On a brighter note, Nita and I had the joy this weekend to spend some time with Mary, who is a college professor friend who lives in Boston. She and her husband were in San Antonio for a professional conference. Yes, we did visit the Alamo, of course.

More interestingly, Mary told us about her four trips to China in 2014 to do teacher training sessions relating to educating kids with special learning needs. It was fascinating to hear her describe how using methods designed to reach kids with disabilities was so utterly new to the Chinese teachers. What we call Special Education in Texas, which is a part of our core public education system, something that we've learned how to do fairly effectively in our schools over the past fifty years, just doesn't exist there. That made it very gratifying to Mary to be able to awaken a new sense of empowerment in the teachers, all to better reach kids who have great challenges.

We know that basic human needs do indeed cross all borders and languages, but sadly, we are aware that lots of basic needs are not being met in much of the world. So it was terrific to listen to this smart American educator who is providing training for proven American classroom methods to teachers halfway around the world, in a culture that is alien to us. Kudos to Mary and the program that led her to China.

International pedagogy aside, probably as an act of kindness to a friend, Mary had read Tangled Honor and was happy to talk about it with me. Being a teacher, she even made notes of points she wanted to remember. Realizing that Mary is a Bostonian and not a student of the Civil War, I doubted she would like the novel, in part because it is a “southern” story. Was I ever pleasantly surprised. Not only did she genuinely seem to enjoy reading the story and liked the characters, but she wanted to chat about major themes I tried to imbed in the plot.

Themes like the multiple facets of women’s lives in the 1860’s, and the blurred values and sometimes contradicting expectations on southerners in regards to slavery. Moreover, Mary delved into the evolving relationship between the two main characters, John McBee and Levi, who are master and slave in the novel. That made my weekend, since the McBee–Levi relationship, based on two real people in my family tree, is what initially inspired me to write the novel. So, a BIG thanks to Mary.

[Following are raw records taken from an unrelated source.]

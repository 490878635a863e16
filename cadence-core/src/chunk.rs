//! Items flowing through a stream's chunk queue: compressed data plus the
//! in-band control markers the demux driver uses to steer a decode worker.

use crate::demuxer::{Packet, StreamId};
use crate::frame_queue::Frame;

#[derive(Debug)]
pub enum ChunkKind {
    Data(Packet),
    /// Flush the decoder and start collecting frames in the scratch queue.
    SeekStart { generation: u64, lockstep: bool },
    /// Switch back to the regular queue, seeded with the landing frames.
    SeekEnd { target: f64, landing: Vec<Frame> },
    /// Feed the decoder its end-of-stream sentinel.
    EndOfStream,
    /// Nothing more will arrive; the worker exits.
    SourceExhausted,
}

#[derive(Debug)]
pub struct Chunk {
    pub stream: StreamId,
    pub kind: ChunkKind,
}

impl Chunk {
    pub fn data(packet: Packet) -> Self {
        Self {
            stream: packet.stream,
            kind: ChunkKind::Data(packet),
        }
    }

    pub fn control(stream: StreamId, kind: ChunkKind) -> Self {
        Self { stream, kind }
    }

    /// Bytes charged against the chunk budget. Control markers are free.
    pub fn size(&self) -> u64 {
        match &self.kind {
            ChunkKind::Data(packet) => packet.size(),
            _ => 0,
        }
    }

    pub fn dts(&self) -> Option<i64> {
        match &self.kind {
            ChunkKind::Data(packet) => Some(packet.dts),
            _ => None,
        }
    }

    pub fn is_control(&self) -> bool {
        !matches!(self.kind, ChunkKind::Data(_))
    }
}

I’ve crossed the halfway point in writing the manuscript of Redeeming Honor, the second book in the McBee trilogy. Writing about the battle at Gettysburg proved as challenging as I suspected it would be. Most readers will have heard and likely know at least a little bit about Gettysburg, and most historians consider it to be the pivotal battle of the war. That made it a chapter where I wanted to include something of the big picture for context.

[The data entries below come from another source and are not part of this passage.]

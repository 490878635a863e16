#![allow(dead_code)]

use std::time::{Duration, Instant};

use cadence_core::{EngineConfig, Frame, Player, Pts, SyntheticBackend, SyntheticClip};

pub const CLIP: &str = "clip.synthetic";

pub fn open(clip: SyntheticClip, config: EngineConfig) -> (Player, SyntheticBackend) {
    let backend = SyntheticBackend::with_clip(CLIP, clip);
    let player = Player::open(&backend, CLIP, config).expect("open synthetic clip");
    (player, backend)
}

/// Poll `condition` for up to five seconds.
pub fn wait_for(mut condition: impl FnMut() -> bool) -> bool {
    let deadline = Instant::now() + Duration::from_secs(5);
    while Instant::now() < deadline {
        if condition() {
            return true;
        }
        std::thread::sleep(Duration::from_millis(1));
    }
    false
}

/// Wait until the pending seek has landed and `frames` video frames are queued.
pub fn wait_ready(player: &Player, frames: usize) {
    assert!(
        wait_for(|| !player.is_seeking() && player.stats().video_frames_buffered >= frames),
        "player never buffered {frames} frames (stats: {:?})",
        player.stats()
    );
}

pub fn secs(frame: &Frame) -> f64 {
    match frame.pts {
        Pts::Secs(secs) => secs,
        other => panic!("frame without timestamp: {other:?}"),
    }
}

pub fn assert_close(actual: f64, expected: f64) {
    assert!((actual - expected).abs() < 1e-6, "expected {expected}, got {actual}");
}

Yet, I’m still telling the story from the point of view of John McBee, who is just one of hundreds of infantry captains in the battle. And there’s Levi, who is a trusted man-servant, but still is an enslaved man with the Confederate army, campaigning in the slave-free state of Pennsylvania, a state where escaped slaves would be welcomed.

With Gettysburg behind McBee and Levi, it’s now time for McBee to meet Secretary Judah Benjamin, the politician I wrote about a week or two ago. And I can’t neglect the ongoing trials of McBee’s ladies in Lexington. Stay tuned.

Tuesday, May 19, 2015

Adrienne and Conan


Last Saturday I visited for an hour with a young lady named Adrienne who has written a pretty darned good manuscript for a Civil War novel.  A couple of months ago a reenacting friend asked if I’d read the manuscript, since he knew I’d written two Civil War novels.  Adrienne was looking for a Civil War reenactor to read at least part of her work to see if she got the drill commands and military stuff right.  I read it and made a bunch of comments in the margins and we exchanged some e-mails about my observations.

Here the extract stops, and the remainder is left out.